古代中国では、20歳のことを「弱」といい、戴冠式をして成人であることを認めていました。
弱冠という言葉は、ここから生まれたんです。
20歳の陰陽を調整「瀉火補腎丸」
20歳といえば身体は成長のピーク。
ホルモンの分泌もメッチャ活発で元気。
当然ながら機能(陽)は亢進ぎみで、神経も高ぶりやすく、寝つきが悪い、身体が熱っぽい、ニキビが出るといった状態になります。
機能が活発な状態を、漢方では“陽盛”といいます。
20歳はまさに機能(陽)の盛りなんです。
ただし、成長段階におけるこの時期は、余裕のある陽に比べて、陰は不足ぎみになります。
そのため、ストレスや飲酒、辛いものの摂りすぎなどの刺激によって、機能は過剰に亢進してしまいます。

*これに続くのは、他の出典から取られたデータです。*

use std::fmt;
use std::str::FromStr;

use serde::{Deserialize, Serialize};

/// Dataset stage written to the `Stage` column.
#[derive(Debug, Clone, Copy, PartialEq, Eq, PartialOrd, Ord, Hash, Serialize, Deserialize)]
#[serde(rename_all = "lowercase")]
pub enum Stage {
    Train,
    Valid,
    Test,
}

impl Stage {
    /// Fold 0 is the test set, fold 1 validation, every other fold training.
    pub fn from_fold(fold: usize) -> Self {
        match fold {
            0 => Stage::Test,
            1 => Stage::Valid,
            _ => Stage::Train,
        }
    }

    pub fn as_str(&self) -> &'static str {
        match self {
            Stage::Train => "train",
            Stage::Valid => "valid",
            Stage::Test => "test",
        }
    }
}

impl fmt::Display for Stage {
    fn fmt(&self, f: &mut fmt::Formatter<'_>) -> fmt::Result {
        f.write_str(self.as_str())
    }
}

impl FromStr for Stage {
    type Err = String;

    fn from_str(value: &str) -> Result<Self, Self::Err> {
        match value {
            "train" => Ok(Stage::Train),
            "valid" => Ok(Stage::Valid),
            "test" => Ok(Stage::Test),
            other => Err(format!("unknown stage {other:?}")),
        }
    }
}

#[cfg(test)]
mod tests {
    use super::*;

    #[test]
    fn fold_policy() {
        assert_eq!(Stage::from_fold(0), Stage::Test);
        assert_eq!(Stage::from_fold(1), Stage::Valid);
        for fold in 2..10 {
            assert_eq!(Stage::from_fold(fold), Stage::Train);
        }
    }

    #[test]
    fn parses_only_the_three_stage_names() {
        for stage in [Stage::Train, Stage::Valid, Stage::Test] {
            assert_eq!(stage.as_str().parse::<Stage>(), Ok(stage));
        }
        assert!("val".parse::<Stage>().is_err());
    }
}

さらに、若さにまかせて夜更かしを続けたり、房事(セックス) 過多になったりすると、陰(体液)を消耗し、陰陽のバランスは大きく崩れてしまうことに。
そのため、のぼせ・イライラ・口渇・不眠・夢精・性欲亢進といった興奮症状が出てしまうんです。
イライラ、興奮状態に気づかない20歳
漢方には、対処方がしっかりとあります。
ホルモンの分泌と関係の深い臓器で、全身の陰陽バランスを調整している腎を中心に治療を行うのが原則で、漢方では瀉火補腎丸がよく用いられます。
腎の陰を補う六味地黄丸に、熱や興奮を鎮める知母ちもや黄柏を加えた処方となります。
消耗した陰(体液)を補う一方で、過剰な亢進を抑制(瀉火)して、のぼせやほてりなどの症状をすっきり取り去ってくれるんです。